Last Saturday I took a wonderful class at the Junior College entitled “Building Your Financial Portfolio on $50 a Month”. This might not seem like a daring move, but in my life it was huge. I had to get over three of my fears to accomplish this.
The smallest fear was just navigating the unfamiliar junior college campus. My second fear had to do with the timing of the class, the weekend, when I normally have my disabled son home with me. Third was my fear of dealing with investing, a subject I had always thought too complicated for me to understand.
I believe and teach that there’s always something we can do to empower ourselves in the face of fear, anxiety or discomfort. To challenge my fear of the JC campus, I went ahead of time and scoped out the parking, the machines and the classroom. I figured out how much money and time I would need so that I wasn’t stressing early on a Saturday morning.
For my son, I needed to arrange for him to stay at his group home. I don’t have much experience of weekends without my son. I wondered how this would affect his sense of well-being. Before the weekend I took things to the group home that he might need, and of course, they knew how to contact me.

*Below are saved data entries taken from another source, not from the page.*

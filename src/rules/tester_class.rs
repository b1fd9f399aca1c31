//! Nette Tester test cases to PHPUnit test cases.
//!
//! ```php
//! require __DIR__ . '/bootstrap.php';              (removed)
//! Tester\Environment::setup();                      (removed)
//! class UserTest extends Tester\TestCase        =>  class UserTest extends PHPUnit\Framework\TestCase
//! (new UserTest)->run();                            (removed)
//! ```
//!
//! Bootstrap statements are only dropped from files declaring a Tester test
//! case. The parser hands `require`/`include` over as function calls.

use tracing::debug;

use crate::error::Result;
use crate::ir::attributes::{AttributeKey, AttributeValue};
use crate::ir::node::{NodeId, NodeKind, Syntax, Tree, normalize_class_name};
use crate::ir::rule::{RewriteRule, RuleContext, RuleOutcome};

const TESTER_TEST_CASE: &str = "Tester\\TestCase";
const TESTER_ENVIRONMENT: &str = "Tester\\Environment";
const PHPUNIT_TEST_CASE: &str = "PHPUnit\\Framework\\TestCase";

pub struct NetteTesterClassToPhpUnitClass;

impl NetteTesterClassToPhpUnitClass {
    pub const ID: &'static str = "nette_tester_class_to_phpunit_class";

    const BOOTSTRAP_FUNCTIONS: &'static [&'static str] = &["require", "require_once", "include", "include_once"];

    /// A test case class, before or after this rule rewrote it.
    fn is_test_class(ctx: &RuleContext<'_>, class: NodeId) -> bool {
        let tree = ctx.tree();
        let Syntax::Class {
            extends: Some(parent), ..
        } = tree.syntax(class)
        else {
            return false;
        };
        let parent = normalize_class_name(parent);
        tree.attributes().flag(class, AttributeKey::Processed)
            || parent == TESTER_TEST_CASE
            || ctx.oracle().is_subtype(parent, TESTER_TEST_CASE)
    }

    /// Qualified names of the test cases declared in the file.
    fn test_classes(ctx: &RuleContext<'_>) -> Vec<String> {
        let tree = ctx.tree();
        tree.descendants(tree.root())
            .into_iter()
            .filter(|c| tree.kind(*c) == NodeKind::Class && Self::is_test_class(ctx, *c))
            .filter_map(|c| tree.qualified_class_name(c))
            .collect()
    }

    fn is_top_level(tree: &Tree, statement: NodeId) -> bool {
        tree.parent(statement)
            .is_some_and(|p| matches!(tree.kind(p), NodeKind::File | NodeKind::Namespace))
    }

    /// `require ...`, `Tester\Environment::...()` or `(new SomeTest)->run()`.
    fn is_bootstrap(tree: &Tree, statement: NodeId, test_classes: &[String]) -> bool {
        let Some(expr) = tree.child(statement, 0) else {
            return false;
        };
        match tree.syntax(expr) {
            Syntax::FuncCall { name } => Self::BOOTSTRAP_FUNCTIONS.contains(&name.as_str()),
            Syntax::StaticCall { class, .. } => normalize_class_name(class) == TESTER_ENVIRONMENT,
            Syntax::MethodCall { name } if name == "run" => {
                tree.child(expr, 0).is_some_and(|receiver| match tree.syntax(receiver) {
                    Syntax::New { class } => {
                        let class = normalize_class_name(class);
                        test_classes.iter().any(|t| t == class)
                    }
                    _ => false,
                })
            }
            _ => false,
        }
    }

    fn rewrite_class(node: NodeId, ctx: &mut RuleContext<'_>) -> Result<RuleOutcome> {
        match ctx.tree().syntax(node) {
            Syntax::Class {
                extends: Some(parent), ..
            } if normalize_class_name(parent) == TESTER_TEST_CASE => {}
            _ => return Ok(RuleOutcome::Unchanged),
        }
        let tree = ctx.tree_mut();
        if let Syntax::Class { extends, .. } = tree.syntax_mut(node) {
            *extends = Some(PHPUNIT_TEST_CASE.to_string());
        }
        tree.set_attr(node, AttributeKey::Processed, AttributeValue::Flag(true));
        debug!("Test case {} now extends {}", node, PHPUNIT_TEST_CASE);
        Ok(RuleOutcome::Mutated)
    }
}

impl RewriteRule for NetteTesterClassToPhpUnitClass {
    fn id(&self) -> &'static str {
        Self::ID
    }

    fn description(&self) -> &'static str {
        "Turn Nette Tester test cases into PHPUnit test cases"
    }

    fn accepted_kinds(&self) -> &'static [NodeKind] {
        &[NodeKind::Class, NodeKind::Expression]
    }

    fn apply(&self, node: NodeId, ctx: &mut RuleContext<'_>) -> Result<RuleOutcome> {
        if ctx.tree().kind(node) == NodeKind::Class {
            return Self::rewrite_class(node, ctx);
        }
        if !Self::is_top_level(ctx.tree(), node) {
            return Ok(RuleOutcome::Unchanged);
        }
        let test_classes = Self::test_classes(ctx);
        if test_classes.is_empty() || !Self::is_bootstrap(ctx.tree(), node, &test_classes) {
            return Ok(RuleOutcome::Unchanged);
        }
        debug!("Dropping tester bootstrap statement {}", node);
        Ok(RuleOutcome::Removed)
    }
}
impl<'r, 't> Traversal<'r, 't> {
    pub fn new(
        rules: &'r [Arc<dyn RewriteRule>],
        tree: &'t mut Tree,
        oracle: &'t dyn TypeOracle,
        added_files: &'t mut Vec<AddedFile>,
        pass: u32,
        revisit_bound: u32,
    ) -> Self {
        Self {
            rules,
            tree,
            oracle,
            added_files,
            pass,
            revisit_bound,
            states: FxHashMap::default(),
            revisits: FxHashMap::default(),
            stats: PassStats::default(),
        }
    }

    /// Visits the whole tree once.
    pub fn run(mut self) -> Result<PassStats> {
        let root = self.tree.root();
        self.visit(root, 0)?;
        debug!(
            "Pass {}: visited {} node(s), {} mutation(s), {} recovered error(s)",
            self.pass, self.stats.visited, self.stats.mutations, self.stats.recovered_errors
        );
        Ok(self.stats)
    }

    fn state(&self, node: NodeId) -> VisitState {
        self.states.get(&node).copied().unwrap_or(VisitState::Pending)
    }

    /// Longest allowed run of successive replacements of one slot.
    fn replacement_limit(&self) -> u32 {
        (self.rules.len() as u32).max(1) * (self.revisit_bound + 1)
    }

    /// Visits `node` and its subtree. `lineage` counts the replacements that
    /// led to `node` occupying its slot. Returns how many nodes now occupy the slot.
    fn visit(&mut self, node: NodeId, lineage: u32) -> Result<usize> {
        if self.state(node) != VisitState::Pending || !self.tree.is_live(node) {
            return Ok(1);
        }
        self.states.insert(node, VisitState::Visiting);
        self.stats.visited += 1;
        trace!("Visiting {} ({})", node, self.tree.kind(node));

        let current = match self.dispatch_rounds(node, VisitOrder::PreOrder, lineage)? {
            Slot::Node(current) => current,
            Slot::Expanded(count) => {
                self.states.insert(node, VisitState::Visited);
                return Ok(count);
            }
            Slot::Removed => {
                self.states.insert(node, VisitState::Visited);
                return Ok(0);
            }
        };
        self.states.insert(current, VisitState::Visiting);

        let mut index = 0;
        while let Some(child) = self.tree.child(current, index) {
            if self.tree.parent(child) != Some(current) {
                return Err(RewriteError::InvariantViolation(format!(
                    "{} is listed under {} but its parent is {:?}",
                    child,
                    current,
                    self.tree.parent(child)
                )));
            }
            index += self.visit(child, 0)?;
        }

        let occupied = match self.dispatch_rounds(current, VisitOrder::PostOrder, lineage)? {
            Slot::Node(_) => 1,
            Slot::Expanded(count) => count,
            Slot::Removed => 0,
        };
        self.states.insert(node, VisitState::Visited);
        self.states.insert(current, VisitState::Visited);
        Ok(occupied)
    }

    /// Offers the slot's node to the rules of one visit order until a round leaves it unchanged.
    fn dispatch_rounds(&mut self, node: NodeId, order: VisitOrder, mut lineage: u32) -> Result<Slot> {
        let rules = self.rules;
        let mut current = node;
        loop {
            let round_start = current;
            let mut last_change: Option<&'static str> = None;
            for rule in rules.iter().filter(|r| r.visit_order() == order) {
                if !rule.accepted_kinds().contains(&self.tree.kind(current)) {
                    continue;
                }
                match self.dispatch(rule.as_ref(), current)? {
                    RuleOutcome::Unchanged => {}
                    RuleOutcome::Mutated => last_change = Some(rule.id()),
                    RuleOutcome::Replaced(new) => {
                        lineage += 1;
                        self.check_lineage(current, rule.id(), lineage)?;
                        self.states.insert(current, VisitState::Visited);
                        self.states.insert(new, VisitState::Visiting);
                        current = new;
                        last_change = Some(rule.id());
                    }
                    RuleOutcome::Expanded(nodes) => {
                        lineage += 1;
                        self.check_lineage(current, rule.id(), lineage)?;
                        self.states.insert(current, VisitState::Visited);
                        let mut count = 0;
                        for n in nodes {
                            count += self.visit(n, lineage)?;
                        }
                        return Ok(Slot::Expanded(count));
                    }
                    RuleOutcome::Removed => {
                        self.finish_removal(current, rule.id())?;
                        return Ok(Slot::Removed);
                    }
                }
            }
            let Some(rule) = last_change else {
                return Ok(Slot::Node(current));
            };
            if current == round_start {
                let count = self.revisits.entry((current, order)).or_insert(0);
                *count += 1;
                let count = *count;
                self.check_bound(current, rule, count)?;
                trace!("Re-visiting {} after '{}' ({} of {})", current, rule, count, self.revisit_bound);
            } else {
                trace!("Visiting replacement {} after '{}'", current, rule);
            }
        }
    }

    fn check_bound(&self, node: NodeId, rule: &str, revisits: u32) -> Result<()> {
        if revisits > self.revisit_bound {
            return Err(RewriteError::RuntimeLoopDetected {
                node,
                rule: rule.to_string(),
                bound: self.revisit_bound,
            });
        }
        Ok(())
    }

    fn check_lineage(&self, node: NodeId, rule: &str, lineage: u32) -> Result<()> {
        if lineage > self.replacement_limit() {
            return Err(RewriteError::RuntimeLoopDetected {
                node,
                rule: rule.to_string(),
                bound: self.revisit_bound,
            });
        }
        Ok(())
    }

    /// Detaches and discards a node a rule reported as removed, unless the
    /// rule already did. The root cannot be removed.
    fn finish_removal(&mut self, node: NodeId, rule: &str) -> Result<()> {
        if !self.tree.is_live(node) {
            return Ok(());
        }
        if node == self.tree.root() {
            return Err(RewriteError::InvariantViolation(format!(
                "rule '{}' reported the removal of root {}",
                rule, node
            )));
        }
        self.tree.remove(node)?;
        trace!("Removed {} on behalf of '{}'", node, rule);
        Ok(())
    }

    /// Applies one rule to one node, rolling back recoverable failures.
    fn dispatch(&mut self, rule: &dyn RewriteRule, node: NodeId) -> Result<RuleOutcome> {
        let before = self.tree.revision();
        let files_before = self.added_files.len();
        self.tree.checkpoint();
        let result = {
            let mut ctx = RuleContext::new(self.tree, self.oracle, self.added_files, self.pass);
            rule.apply(node, &mut ctx)
        };
        let outcome = match result {
            Ok(outcome) => {
                self.tree.commit();
                outcome
            }
            Err(err) if !err.is_fatal() => {
                self.tree.rollback();
                self.added_files.truncate(files_before);
                warn!("Rule '{}' abandoned on {}: {}", rule.id(), node, err);
                self.stats.recovered_errors += 1;
                return Ok(RuleOutcome::Unchanged);
            }
            Err(err) => {
                self.tree.commit();
                return Err(err);
            }
        };

        let outcome = match outcome {
            RuleOutcome::Unchanged if self.tree.revision() != before => RuleOutcome::Mutated,
            RuleOutcome::Replaced(new) if !self.tree.is_attached(new) => {
                return Err(RewriteError::InvariantViolation(format!(
                    "rule '{}' reported replacement {} for {} but it is not attached",
                    rule.id(),
                    new,
                    node
                )));
            }
            RuleOutcome::Expanded(nodes) => {
                if let Some(stray) = nodes.iter().find(|n| !self.tree.is_attached(**n)) {
                    return Err(RewriteError::InvariantViolation(format!(
                        "rule '{}' expanded {} into {} but it is not attached",
                        rule.id(),
                        node,
                        stray
                    )));
                }
                RuleOutcome::Expanded(nodes)
            }
            other => other,
        };
        if outcome.is_change() {
            self.stats.mutations += 1;
            trace!("Rule '{}' changed {}: {:?}", rule.id(), node, outcome);
        }
        Ok(outcome)
    }
}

And lastly, to challenge my fear of investing I told myself that taking the class is just gathering information and I didn’t put any expectations on myself to become an investor. If I felt comfortable after the class to take some action great, and if not I would know more than I did before. My intention (see blog entry March 7, 2015) was to treat it like a new adventure, have fun, and learn something about myself and investing and I did.
What about you? Is there anything you’ve thought about doing and put off or decided it was too difficult? Would it be liberating to take it off the shelf labeled “too hard to do” and try on something new? Adventure, exploring the unknown, contributes to the richness of our lives. How do you know what yours might be? Check in with the desires of your heart, your next adventure is waiting there.